> [Task item]
Search the data for the string "truncated" and copy each line where it turns up.

::: Dataset content

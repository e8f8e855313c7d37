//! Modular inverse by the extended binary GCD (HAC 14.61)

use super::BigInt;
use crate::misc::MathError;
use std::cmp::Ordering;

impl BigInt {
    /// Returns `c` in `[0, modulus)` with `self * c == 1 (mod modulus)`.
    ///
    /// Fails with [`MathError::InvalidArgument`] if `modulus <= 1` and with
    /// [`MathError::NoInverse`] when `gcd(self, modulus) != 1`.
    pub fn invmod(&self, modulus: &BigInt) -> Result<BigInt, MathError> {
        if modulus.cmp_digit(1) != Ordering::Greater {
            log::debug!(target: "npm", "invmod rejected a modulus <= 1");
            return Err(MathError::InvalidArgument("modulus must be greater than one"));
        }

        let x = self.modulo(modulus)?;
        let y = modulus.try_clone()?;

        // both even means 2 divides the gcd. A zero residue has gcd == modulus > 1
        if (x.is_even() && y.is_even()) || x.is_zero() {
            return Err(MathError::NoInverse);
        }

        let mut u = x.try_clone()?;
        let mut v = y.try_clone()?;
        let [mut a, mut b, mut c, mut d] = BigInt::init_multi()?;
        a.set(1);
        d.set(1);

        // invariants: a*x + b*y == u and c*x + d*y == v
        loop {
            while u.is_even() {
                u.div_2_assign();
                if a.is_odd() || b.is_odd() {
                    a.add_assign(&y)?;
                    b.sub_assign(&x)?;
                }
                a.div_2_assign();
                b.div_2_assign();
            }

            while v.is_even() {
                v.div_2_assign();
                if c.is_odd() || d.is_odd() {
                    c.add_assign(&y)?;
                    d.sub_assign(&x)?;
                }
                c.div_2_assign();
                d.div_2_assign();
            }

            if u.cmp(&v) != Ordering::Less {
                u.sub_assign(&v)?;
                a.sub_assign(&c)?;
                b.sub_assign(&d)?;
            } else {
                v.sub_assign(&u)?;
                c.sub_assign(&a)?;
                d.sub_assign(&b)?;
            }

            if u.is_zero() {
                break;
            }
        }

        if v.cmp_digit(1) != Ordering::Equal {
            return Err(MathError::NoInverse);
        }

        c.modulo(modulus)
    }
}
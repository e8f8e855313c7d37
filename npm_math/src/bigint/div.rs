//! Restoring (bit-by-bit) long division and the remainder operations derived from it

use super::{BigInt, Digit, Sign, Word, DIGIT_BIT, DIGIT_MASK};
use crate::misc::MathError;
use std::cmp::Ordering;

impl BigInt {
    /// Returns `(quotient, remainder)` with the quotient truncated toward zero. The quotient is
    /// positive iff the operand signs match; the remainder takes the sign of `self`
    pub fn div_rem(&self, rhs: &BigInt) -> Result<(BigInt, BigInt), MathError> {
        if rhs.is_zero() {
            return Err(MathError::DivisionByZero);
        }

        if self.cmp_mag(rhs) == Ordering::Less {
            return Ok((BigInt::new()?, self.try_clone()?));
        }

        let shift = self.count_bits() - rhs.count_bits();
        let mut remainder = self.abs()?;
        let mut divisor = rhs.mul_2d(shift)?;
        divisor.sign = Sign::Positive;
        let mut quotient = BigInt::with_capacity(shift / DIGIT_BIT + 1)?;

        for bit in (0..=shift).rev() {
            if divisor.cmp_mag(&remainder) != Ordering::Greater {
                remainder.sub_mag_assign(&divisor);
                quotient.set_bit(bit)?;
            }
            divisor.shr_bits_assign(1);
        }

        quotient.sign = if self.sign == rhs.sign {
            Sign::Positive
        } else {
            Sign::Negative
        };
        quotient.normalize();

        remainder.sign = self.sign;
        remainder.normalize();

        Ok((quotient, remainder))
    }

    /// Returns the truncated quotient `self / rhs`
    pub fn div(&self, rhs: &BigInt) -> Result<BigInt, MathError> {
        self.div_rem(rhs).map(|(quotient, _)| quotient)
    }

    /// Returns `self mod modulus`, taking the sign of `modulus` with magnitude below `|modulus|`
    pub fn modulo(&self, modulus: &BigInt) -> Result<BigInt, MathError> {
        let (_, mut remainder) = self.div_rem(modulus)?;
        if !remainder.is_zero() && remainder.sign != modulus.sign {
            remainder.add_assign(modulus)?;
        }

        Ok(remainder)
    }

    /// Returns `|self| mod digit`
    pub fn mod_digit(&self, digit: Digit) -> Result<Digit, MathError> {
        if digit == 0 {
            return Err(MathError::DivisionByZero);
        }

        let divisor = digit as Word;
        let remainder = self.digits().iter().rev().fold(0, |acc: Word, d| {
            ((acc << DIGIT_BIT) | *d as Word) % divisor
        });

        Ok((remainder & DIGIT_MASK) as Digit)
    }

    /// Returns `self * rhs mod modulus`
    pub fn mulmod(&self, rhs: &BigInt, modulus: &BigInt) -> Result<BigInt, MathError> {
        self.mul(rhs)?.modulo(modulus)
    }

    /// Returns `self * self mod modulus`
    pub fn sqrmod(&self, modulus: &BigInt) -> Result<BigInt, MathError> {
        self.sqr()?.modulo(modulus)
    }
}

::::::
::: Dataset content

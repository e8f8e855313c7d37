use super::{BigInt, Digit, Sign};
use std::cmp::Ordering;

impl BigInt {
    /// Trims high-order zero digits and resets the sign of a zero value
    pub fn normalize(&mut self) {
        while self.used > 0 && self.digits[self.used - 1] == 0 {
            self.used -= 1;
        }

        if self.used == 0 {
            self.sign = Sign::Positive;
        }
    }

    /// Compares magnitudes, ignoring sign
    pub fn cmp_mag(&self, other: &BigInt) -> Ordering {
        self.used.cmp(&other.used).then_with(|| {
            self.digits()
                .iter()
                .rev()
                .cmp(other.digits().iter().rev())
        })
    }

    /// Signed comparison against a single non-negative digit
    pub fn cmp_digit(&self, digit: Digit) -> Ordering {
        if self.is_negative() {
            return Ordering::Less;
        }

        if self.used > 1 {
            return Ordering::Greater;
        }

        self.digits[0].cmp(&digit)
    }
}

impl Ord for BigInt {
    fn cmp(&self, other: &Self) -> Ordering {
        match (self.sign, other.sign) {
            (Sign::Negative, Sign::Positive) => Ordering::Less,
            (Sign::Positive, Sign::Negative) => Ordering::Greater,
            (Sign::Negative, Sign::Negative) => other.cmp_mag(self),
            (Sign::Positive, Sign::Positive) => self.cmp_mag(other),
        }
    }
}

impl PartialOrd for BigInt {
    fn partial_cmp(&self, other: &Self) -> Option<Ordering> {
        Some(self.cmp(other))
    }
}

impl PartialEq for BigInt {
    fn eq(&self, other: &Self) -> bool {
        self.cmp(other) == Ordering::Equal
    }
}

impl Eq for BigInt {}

::::::

> [Response to the task]
    /// Returns `(quotient, remainder)` with the quotient truncated toward zero. The quotient is
    /// Returns the truncated quotient `self / rhs`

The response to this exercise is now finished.